EXCERPTED DATA:
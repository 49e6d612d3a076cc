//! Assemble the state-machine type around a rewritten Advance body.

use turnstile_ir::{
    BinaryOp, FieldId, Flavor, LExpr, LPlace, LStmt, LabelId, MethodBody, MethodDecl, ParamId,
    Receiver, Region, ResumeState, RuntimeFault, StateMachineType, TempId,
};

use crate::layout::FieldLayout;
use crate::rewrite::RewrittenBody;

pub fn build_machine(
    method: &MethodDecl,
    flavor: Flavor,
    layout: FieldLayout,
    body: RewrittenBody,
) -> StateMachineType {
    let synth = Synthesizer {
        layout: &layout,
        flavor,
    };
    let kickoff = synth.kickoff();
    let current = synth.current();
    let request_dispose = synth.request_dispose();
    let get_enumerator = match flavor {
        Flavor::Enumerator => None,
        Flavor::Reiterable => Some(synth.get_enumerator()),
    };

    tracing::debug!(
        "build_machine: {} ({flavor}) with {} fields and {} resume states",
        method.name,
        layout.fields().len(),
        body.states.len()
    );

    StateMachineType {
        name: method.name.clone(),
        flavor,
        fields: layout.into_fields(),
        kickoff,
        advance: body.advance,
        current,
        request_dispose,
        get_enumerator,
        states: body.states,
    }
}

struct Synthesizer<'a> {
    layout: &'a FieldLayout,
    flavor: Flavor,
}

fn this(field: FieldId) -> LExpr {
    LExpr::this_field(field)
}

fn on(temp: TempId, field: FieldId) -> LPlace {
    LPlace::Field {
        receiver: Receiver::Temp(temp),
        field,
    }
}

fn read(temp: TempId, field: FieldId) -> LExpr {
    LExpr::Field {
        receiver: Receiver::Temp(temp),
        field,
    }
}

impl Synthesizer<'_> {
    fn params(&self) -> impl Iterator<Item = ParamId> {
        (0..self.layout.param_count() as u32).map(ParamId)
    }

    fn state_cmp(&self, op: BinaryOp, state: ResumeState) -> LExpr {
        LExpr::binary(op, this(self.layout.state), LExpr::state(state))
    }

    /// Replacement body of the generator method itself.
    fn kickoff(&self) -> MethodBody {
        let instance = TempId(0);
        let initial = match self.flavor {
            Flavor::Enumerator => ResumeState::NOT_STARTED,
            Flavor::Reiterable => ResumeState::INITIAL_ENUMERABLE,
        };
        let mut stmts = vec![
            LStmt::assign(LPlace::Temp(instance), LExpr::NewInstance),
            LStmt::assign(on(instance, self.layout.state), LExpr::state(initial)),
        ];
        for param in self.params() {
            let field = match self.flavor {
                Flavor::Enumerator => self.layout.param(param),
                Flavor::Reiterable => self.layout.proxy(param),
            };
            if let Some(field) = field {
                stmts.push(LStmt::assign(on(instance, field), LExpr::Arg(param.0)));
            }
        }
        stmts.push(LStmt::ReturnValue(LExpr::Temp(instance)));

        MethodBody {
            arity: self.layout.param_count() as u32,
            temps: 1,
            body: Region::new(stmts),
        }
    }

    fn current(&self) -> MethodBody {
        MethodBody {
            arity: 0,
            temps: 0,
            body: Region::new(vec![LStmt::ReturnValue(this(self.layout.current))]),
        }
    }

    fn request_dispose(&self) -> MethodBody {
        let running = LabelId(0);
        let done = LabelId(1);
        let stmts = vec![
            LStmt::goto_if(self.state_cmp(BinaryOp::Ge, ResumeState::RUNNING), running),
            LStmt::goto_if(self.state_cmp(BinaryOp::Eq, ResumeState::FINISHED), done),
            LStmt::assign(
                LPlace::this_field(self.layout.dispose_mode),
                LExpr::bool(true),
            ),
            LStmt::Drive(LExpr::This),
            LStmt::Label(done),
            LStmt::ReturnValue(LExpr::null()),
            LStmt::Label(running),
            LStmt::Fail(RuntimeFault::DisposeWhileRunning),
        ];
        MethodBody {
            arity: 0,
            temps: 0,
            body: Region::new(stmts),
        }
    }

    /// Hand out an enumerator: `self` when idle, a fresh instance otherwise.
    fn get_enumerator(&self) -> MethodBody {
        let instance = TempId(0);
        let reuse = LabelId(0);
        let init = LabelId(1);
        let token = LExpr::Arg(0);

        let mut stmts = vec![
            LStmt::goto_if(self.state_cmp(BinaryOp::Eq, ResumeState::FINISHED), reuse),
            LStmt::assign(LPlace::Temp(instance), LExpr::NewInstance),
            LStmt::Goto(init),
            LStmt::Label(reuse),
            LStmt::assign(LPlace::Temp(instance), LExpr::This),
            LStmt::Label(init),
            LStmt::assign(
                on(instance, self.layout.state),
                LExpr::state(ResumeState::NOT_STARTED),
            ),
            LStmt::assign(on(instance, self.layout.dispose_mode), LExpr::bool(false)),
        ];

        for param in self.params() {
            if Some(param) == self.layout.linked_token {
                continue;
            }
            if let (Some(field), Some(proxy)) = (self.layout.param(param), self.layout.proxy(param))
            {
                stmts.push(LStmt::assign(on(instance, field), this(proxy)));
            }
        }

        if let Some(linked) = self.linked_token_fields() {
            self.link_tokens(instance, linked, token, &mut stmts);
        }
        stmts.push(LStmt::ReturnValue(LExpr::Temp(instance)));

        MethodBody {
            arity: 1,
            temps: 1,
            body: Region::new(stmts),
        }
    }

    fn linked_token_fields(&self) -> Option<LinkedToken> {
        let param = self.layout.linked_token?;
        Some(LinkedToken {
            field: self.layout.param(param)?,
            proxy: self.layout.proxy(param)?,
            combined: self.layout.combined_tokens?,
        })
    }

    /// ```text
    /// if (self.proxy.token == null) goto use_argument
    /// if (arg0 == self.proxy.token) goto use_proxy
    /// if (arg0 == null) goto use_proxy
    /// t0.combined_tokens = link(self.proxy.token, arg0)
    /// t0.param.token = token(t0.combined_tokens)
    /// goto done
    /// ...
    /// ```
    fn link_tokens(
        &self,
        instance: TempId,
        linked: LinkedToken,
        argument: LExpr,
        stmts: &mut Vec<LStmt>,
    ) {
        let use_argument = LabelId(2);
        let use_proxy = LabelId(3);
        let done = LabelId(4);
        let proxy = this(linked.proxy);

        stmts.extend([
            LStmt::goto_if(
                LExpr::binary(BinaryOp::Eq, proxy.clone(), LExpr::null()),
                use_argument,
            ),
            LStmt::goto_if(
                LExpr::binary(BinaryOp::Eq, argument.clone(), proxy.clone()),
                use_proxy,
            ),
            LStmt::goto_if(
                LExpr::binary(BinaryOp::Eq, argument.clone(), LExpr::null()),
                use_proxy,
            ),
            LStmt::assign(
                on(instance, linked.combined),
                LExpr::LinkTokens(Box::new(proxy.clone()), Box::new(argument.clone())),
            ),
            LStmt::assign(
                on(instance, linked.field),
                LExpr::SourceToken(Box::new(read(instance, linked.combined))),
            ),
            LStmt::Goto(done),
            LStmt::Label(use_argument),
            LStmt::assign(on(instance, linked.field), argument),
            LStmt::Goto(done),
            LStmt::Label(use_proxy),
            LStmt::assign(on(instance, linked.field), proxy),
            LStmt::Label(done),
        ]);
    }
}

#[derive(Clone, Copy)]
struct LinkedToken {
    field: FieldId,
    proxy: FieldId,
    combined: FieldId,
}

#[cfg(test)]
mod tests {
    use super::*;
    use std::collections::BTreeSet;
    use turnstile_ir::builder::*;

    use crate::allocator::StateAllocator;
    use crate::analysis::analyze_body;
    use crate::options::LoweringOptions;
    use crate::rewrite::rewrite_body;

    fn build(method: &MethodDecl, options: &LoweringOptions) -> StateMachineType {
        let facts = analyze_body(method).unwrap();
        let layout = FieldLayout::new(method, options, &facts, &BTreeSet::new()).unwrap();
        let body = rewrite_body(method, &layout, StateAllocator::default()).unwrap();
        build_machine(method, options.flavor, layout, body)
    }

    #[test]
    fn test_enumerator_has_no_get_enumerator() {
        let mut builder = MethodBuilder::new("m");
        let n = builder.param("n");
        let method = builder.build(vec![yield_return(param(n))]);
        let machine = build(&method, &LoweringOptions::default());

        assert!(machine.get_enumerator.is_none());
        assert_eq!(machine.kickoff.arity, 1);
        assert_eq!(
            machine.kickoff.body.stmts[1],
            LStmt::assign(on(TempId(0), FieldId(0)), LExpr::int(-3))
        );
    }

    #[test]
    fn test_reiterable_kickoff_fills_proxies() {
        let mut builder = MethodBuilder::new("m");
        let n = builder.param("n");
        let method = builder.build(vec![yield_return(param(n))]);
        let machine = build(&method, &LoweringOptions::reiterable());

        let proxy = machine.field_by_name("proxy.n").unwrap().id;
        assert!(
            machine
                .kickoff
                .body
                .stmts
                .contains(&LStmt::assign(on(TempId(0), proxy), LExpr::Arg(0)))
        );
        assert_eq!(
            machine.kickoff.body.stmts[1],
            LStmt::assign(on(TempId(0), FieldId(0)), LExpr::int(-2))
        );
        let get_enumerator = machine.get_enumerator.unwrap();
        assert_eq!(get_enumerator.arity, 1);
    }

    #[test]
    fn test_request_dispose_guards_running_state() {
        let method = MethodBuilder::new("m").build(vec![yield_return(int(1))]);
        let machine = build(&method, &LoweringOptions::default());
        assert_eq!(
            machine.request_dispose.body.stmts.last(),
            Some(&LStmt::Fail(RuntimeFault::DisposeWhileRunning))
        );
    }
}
---
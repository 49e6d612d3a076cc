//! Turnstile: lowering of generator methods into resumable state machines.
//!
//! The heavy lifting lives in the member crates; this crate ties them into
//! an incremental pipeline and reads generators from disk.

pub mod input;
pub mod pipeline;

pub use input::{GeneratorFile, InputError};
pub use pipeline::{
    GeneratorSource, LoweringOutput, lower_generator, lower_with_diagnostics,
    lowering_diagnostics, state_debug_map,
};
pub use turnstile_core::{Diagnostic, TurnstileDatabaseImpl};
...
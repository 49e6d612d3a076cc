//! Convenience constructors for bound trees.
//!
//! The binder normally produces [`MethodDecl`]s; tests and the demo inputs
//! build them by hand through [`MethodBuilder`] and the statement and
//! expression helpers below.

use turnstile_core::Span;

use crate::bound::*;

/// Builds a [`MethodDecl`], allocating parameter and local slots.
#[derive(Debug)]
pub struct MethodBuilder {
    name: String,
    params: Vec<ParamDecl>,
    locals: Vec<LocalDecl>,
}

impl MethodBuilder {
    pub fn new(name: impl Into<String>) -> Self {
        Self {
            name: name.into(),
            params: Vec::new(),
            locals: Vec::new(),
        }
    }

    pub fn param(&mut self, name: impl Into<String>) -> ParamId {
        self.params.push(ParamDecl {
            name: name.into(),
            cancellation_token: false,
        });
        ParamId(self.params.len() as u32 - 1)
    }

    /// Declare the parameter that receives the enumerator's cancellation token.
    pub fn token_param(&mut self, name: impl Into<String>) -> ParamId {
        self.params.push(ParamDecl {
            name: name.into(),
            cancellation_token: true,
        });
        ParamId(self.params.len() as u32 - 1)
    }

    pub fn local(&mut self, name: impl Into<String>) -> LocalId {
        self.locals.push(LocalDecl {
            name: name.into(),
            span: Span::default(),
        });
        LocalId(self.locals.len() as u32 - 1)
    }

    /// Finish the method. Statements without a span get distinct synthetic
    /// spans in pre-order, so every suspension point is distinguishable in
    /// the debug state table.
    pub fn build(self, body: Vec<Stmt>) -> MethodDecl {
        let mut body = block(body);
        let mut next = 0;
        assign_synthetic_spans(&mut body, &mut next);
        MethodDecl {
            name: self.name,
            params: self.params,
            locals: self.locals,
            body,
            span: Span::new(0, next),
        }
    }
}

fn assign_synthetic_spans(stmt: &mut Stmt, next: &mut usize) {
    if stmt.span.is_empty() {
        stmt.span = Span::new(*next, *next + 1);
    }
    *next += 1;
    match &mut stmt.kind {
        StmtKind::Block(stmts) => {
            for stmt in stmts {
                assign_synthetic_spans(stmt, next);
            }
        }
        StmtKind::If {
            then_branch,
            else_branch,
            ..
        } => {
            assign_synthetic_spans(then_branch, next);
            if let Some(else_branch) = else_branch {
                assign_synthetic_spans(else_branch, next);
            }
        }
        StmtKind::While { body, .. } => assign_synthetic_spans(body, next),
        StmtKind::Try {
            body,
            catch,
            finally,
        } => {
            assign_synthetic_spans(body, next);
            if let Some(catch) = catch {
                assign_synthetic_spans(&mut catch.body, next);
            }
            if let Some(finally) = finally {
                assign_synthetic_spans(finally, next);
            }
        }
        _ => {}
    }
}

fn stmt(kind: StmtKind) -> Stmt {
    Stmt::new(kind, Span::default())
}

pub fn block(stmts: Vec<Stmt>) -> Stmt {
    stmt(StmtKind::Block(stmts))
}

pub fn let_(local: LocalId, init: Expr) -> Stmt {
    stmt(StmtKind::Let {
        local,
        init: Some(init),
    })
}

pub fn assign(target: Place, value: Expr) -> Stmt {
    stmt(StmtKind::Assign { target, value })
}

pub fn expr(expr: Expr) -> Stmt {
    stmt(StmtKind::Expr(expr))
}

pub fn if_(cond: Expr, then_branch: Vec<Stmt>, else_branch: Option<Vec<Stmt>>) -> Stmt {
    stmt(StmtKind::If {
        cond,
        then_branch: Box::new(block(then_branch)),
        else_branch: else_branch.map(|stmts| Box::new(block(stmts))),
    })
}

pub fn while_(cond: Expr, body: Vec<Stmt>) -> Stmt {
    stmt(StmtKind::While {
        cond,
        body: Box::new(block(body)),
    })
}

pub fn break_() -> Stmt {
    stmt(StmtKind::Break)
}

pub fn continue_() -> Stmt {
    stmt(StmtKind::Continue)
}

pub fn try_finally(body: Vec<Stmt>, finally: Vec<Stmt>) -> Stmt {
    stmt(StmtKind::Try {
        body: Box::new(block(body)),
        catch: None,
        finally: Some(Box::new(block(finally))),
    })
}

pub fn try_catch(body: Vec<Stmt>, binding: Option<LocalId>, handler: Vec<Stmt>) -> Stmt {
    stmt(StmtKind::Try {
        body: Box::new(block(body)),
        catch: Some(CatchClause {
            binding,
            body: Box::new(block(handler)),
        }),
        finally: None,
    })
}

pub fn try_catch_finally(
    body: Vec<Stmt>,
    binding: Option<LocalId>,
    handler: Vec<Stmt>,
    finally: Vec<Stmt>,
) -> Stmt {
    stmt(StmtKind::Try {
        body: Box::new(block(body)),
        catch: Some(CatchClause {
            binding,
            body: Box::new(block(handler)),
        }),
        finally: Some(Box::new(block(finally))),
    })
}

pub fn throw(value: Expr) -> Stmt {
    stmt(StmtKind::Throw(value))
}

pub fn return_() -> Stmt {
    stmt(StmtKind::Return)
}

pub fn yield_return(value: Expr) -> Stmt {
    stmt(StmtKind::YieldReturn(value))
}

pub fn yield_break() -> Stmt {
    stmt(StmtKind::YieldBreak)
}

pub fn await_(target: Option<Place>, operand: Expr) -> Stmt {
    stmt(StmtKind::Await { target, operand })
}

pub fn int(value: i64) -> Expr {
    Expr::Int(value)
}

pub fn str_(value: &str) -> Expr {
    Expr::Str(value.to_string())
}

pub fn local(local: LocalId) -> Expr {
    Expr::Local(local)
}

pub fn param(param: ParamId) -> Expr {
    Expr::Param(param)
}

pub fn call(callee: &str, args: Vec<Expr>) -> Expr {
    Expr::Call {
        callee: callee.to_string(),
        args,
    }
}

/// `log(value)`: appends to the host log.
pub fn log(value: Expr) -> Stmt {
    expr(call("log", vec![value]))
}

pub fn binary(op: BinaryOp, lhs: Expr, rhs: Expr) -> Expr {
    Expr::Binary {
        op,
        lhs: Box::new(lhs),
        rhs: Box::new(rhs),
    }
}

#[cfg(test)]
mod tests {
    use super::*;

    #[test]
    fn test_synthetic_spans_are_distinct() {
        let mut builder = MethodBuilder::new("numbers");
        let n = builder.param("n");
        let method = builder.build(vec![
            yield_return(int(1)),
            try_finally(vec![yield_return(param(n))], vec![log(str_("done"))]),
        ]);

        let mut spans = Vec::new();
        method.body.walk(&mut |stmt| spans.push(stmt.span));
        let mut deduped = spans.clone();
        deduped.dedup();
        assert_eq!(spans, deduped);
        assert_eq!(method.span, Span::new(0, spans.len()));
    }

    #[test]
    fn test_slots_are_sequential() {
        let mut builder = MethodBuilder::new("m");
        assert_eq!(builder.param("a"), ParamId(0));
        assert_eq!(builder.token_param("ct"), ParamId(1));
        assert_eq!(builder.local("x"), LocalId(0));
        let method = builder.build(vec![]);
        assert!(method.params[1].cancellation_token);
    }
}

WHAT YOU SHOULD DO: Some lines above contain the word "ReturnValue". Copy each of them.

EXERCISE OUTPUT:
        stmts.push(LStmt::ReturnValue(LExpr::Temp(instance)));
            body: Region::new(vec![LStmt::ReturnValue(this(self.layout.current))]),
            LStmt::ReturnValue(LExpr::null()),
        stmts.push(LStmt::ReturnValue(LExpr::Temp(instance)));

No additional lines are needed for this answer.